[German]The graphic processing program Gimp has a strange behaviour, that could cause serious privacy issues. If a user ‘cuts out’ an image section, to remove sensitive parts, these pixels are not deleted in the saved graphics file. Instead the pixels are only hidden by a transparency mask in an alpha channel. This can lead to the fact that supposedly removed (confidential) image contents can be restored, removing the alpha channel.
I became aware of this issue through a user hint in the discussion area of my German blog (thanks for that). Security expert Will Dormann took that up the in several tweets first after he became aware of the behavior.
Several apps (e.g. @GIMP_Official, @Apple Preview) do not actually delete content from images with an alpha channel. They simply create an alpha-channel tunnel through the content you think that you’re removing.
You may think you’ve removed content, but it’s just hidden. pic.twitter.com/vCWi80CH33
— Will Dormann (@wdormann) January 11, 2020
Dormann points out that the content of image sections will not be deleted by Gimp. Instead, an alpha channel is generated which hides the image section. If such an image is stored and uploaded to social media sites like Twitter, this can lead to the fact that the supposedly deleted but only hidden image sections could be made visible later.

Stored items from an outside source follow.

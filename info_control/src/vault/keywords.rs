//! Forbidden keyword collection for a scene.
//!
//! Keywords come from three sources, consulted in this order:
//! 1. **foreshadowing**: forbidden expressions of the scene's active instructions
//! 2. **visibility**: `global_forbidden_keywords` in the visibility configuration
//! 3. **global**: one keyword per line in the forbidden keywords file
//!
//! Missing or unreadable files contribute nothing.

use serde::{Deserialize, Serialize};
use std::collections::{BTreeMap, BTreeSet};

use story_model::VisibilityConfig;

use super::{LoadPriority, VaultLoader};
use crate::config::VaultSettings;
use crate::foreshadowing::ForeshadowInstructions;

/// Where a forbidden keyword came from.
#[derive(Debug, Clone, Copy, PartialEq, Eq, PartialOrd, Ord, Hash, Serialize, Deserialize)]
#[serde(rename_all = "lowercase")]
pub enum KeywordSource {
    Foreshadowing,
    Visibility,
    Global,
}

/// Collected keywords for a scene.
#[derive(Debug, Clone, PartialEq, Default, Serialize, Deserialize)]
pub struct ForbiddenKeywordResult {
    pub scene_id: String,

    /// Sorted, deduplicated union of all sources.
    pub keywords: Vec<String>,

    /// Raw contribution of each source.
    pub sources: BTreeMap<KeywordSource, Vec<String>>,
}

impl ForbiddenKeywordResult {
    pub fn source(&self, source: KeywordSource) -> &[String] {
        self.sources.get(&source).map(Vec::as_slice).unwrap_or(&[])
    }
}

/// Parse a keyword list file: one keyword per line, `#` comments and blank
/// lines skipped, surrounding whitespace trimmed.
pub fn parse_keyword_list(text: &str) -> Vec<String> {
    text.lines()
        .map(str::trim)
        .filter(|line| !line.is_empty() && !line.starts_with('#'))
        .map(str::to_string)
        .collect()
}

/// Assembles the forbidden keyword list for a scene from the vault.
pub struct ForbiddenKeywordCollector<L> {
    loader: L,
    settings: VaultSettings,
}

impl<L: VaultLoader> ForbiddenKeywordCollector<L> {
    pub fn new(loader: L, settings: VaultSettings) -> Self {
        Self { loader, settings }
    }

    /// Collect keywords for `scene_id`.
    pub fn collect(
        &self,
        scene_id: &str,
        instructions: Option<&ForeshadowInstructions>,
    ) -> ForbiddenKeywordResult {
        let mut sources = BTreeMap::new();
        sources.insert(
            KeywordSource::Foreshadowing,
            instructions
                .map(ForeshadowInstructions::forbidden_expressions)
                .unwrap_or_default(),
        );
        sources.insert(KeywordSource::Visibility, self.visibility_keywords());
        sources.insert(KeywordSource::Global, self.global_keywords());

        let keywords: Vec<String> = sources
            .values()
            .flatten()
            .filter(|k| !k.is_empty())
            .cloned()
            .collect::<BTreeSet<_>>()
            .into_iter()
            .collect();

        tracing::debug!(
            scene_id = %scene_id,
            keywords = keywords.len(),
            foreshadowing = sources[&KeywordSource::Foreshadowing].len(),
            visibility = sources[&KeywordSource::Visibility].len(),
            global = sources[&KeywordSource::Global].len(),
            "Collected forbidden keywords"
        );

        ForbiddenKeywordResult {
            scene_id: scene_id.to_string(),
            keywords,
            sources,
        }
    }

    fn visibility_keywords(&self) -> Vec<String> {
        let path = self.settings.visibility_path();
        let Some(yaml) = self.loader.load_optional(&path, LoadPriority::High) else {
            return Vec::new();
        };
        match VisibilityConfig::from_yaml(&yaml) {
            Ok(config) => config.global_forbidden_keywords,
            Err(e) => {
                tracing::warn!(path = %path, error = %e, "Ignoring unreadable visibility config");
                Vec::new()
            }
        }
    }

    fn global_keywords(&self) -> Vec<String> {
        self.loader
            .load_optional(&self.settings.forbidden_keywords_path(), LoadPriority::High)
            .map(|text| parse_keyword_list(&text))
            .unwrap_or_default()
    }
}
//! Splitting a markdown document into header-delimited sections.

use crate::markup::header_name;

/// One header-delimited section of a document.
#[derive(Debug, Clone, PartialEq, Eq)]
pub struct Section {
    /// Header text without the leading `#`s; `None` for text before the first header.
    pub name: Option<String>,

    /// The raw header line.
    pub header: Option<String>,

    /// Lines between this header and the next.
    pub body: Vec<String>,
}

impl Section {
    fn preamble() -> Self {
        Self {
            name: None,
            header: None,
            body: Vec::new(),
        }
    }

    /// Body lines joined with newlines.
    pub fn body_text(&self) -> String {
        self.body.join("\n")
    }

    /// Header and body lines, in document order.
    pub fn lines(&self) -> impl Iterator<Item = &str> {
        self.header
            .as_deref()
            .into_iter()
            .chain(self.body.iter().map(String::as_str))
    }

    pub fn is_empty(&self) -> bool {
        self.header.is_none() && self.body.is_empty()
    }
}

/// Partition `content` into sections. The preamble is only returned when it
/// has at least one line.
pub fn split_sections(content: &str) -> Vec<Section> {
    let mut sections = Vec::new();
    let mut current = Section::preamble();

    for line in content.lines() {
        if let Some(name) = header_name(line) {
            if !current.is_empty() {
                sections.push(current);
            }
            current = Section {
                name: Some(name),
                header: Some(line.to_string()),
                body: Vec::new(),
            };
        } else {
            current.body.push(line.to_string());
        }
    }
    if !current.is_empty() {
        sections.push(current);
    }

    sections
}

On Gitlab there is a thread GIMP doesn’t properly remove image data when an alpha channel is supported which explains this in more detail. There are two issues that affect GIMP when working with an image with an alpha channel:
- When you save the image to a format that supports alpha (e.g. PNG), any “removed” picture information isn’t actually removed. GIMP simply adjusts the alpha channel to make a hole through the picture. From a UI perspective, the above picture sure seems that it has content removed. But in actuality, anybody can simply remove the alpha channel (e.g. with ImageMagick “convert” or other tools) and they will have the original, unredacted photo.
- When you save the image to a format that does not support alpha, but does support a thumbnail, that thumbnail also contains the unredacted picture. Possibly GIMP is removing the picture’s alpha channel to generate the image for the thumbnail? This is clear when using a tool that leverages an image’s thumbnail, e.g. the default Ubuntu file manager:
The whole thing is discussed on Gitlab – and German security researcher Hanno Böck has covered in this German laguage article at site Golem. The problem, the developers explain that this is the way it was intended and have closed the Dormann bug report about it.
This is something that annoys me colossally. I remember such fruitless discussions two decades ago, when I wrote 3 times a 1,000 pages book about OpenOffice.org. As a long time Word and WordPress user I became aware of several weaknesses in OpenOffice.org. But my proposals has been rejected an it seems that the developers even didn’t understand the beef of some simple questions. It’s the lock-in syndrome. At that the end I wrote the first book manuscript about OpenOffice.org with LaTex – and used Microsoft Word later for the 2nd and 3rd edition, how silly. The reason, why Linux is still facing 2-3 % market share on the desktop (I’m using Linux since 1993 from time to time).
The workaround given by the developers is a typical crutch: Paint a black bar over the area to be cut out and then cuts out. This makes the pixels black and fades them out via the alpha channel. If someone removes the alpha channel, he will only see the blackened image area. German site Golem gives some more hints on this topic in the article and has provided a help script for this topic.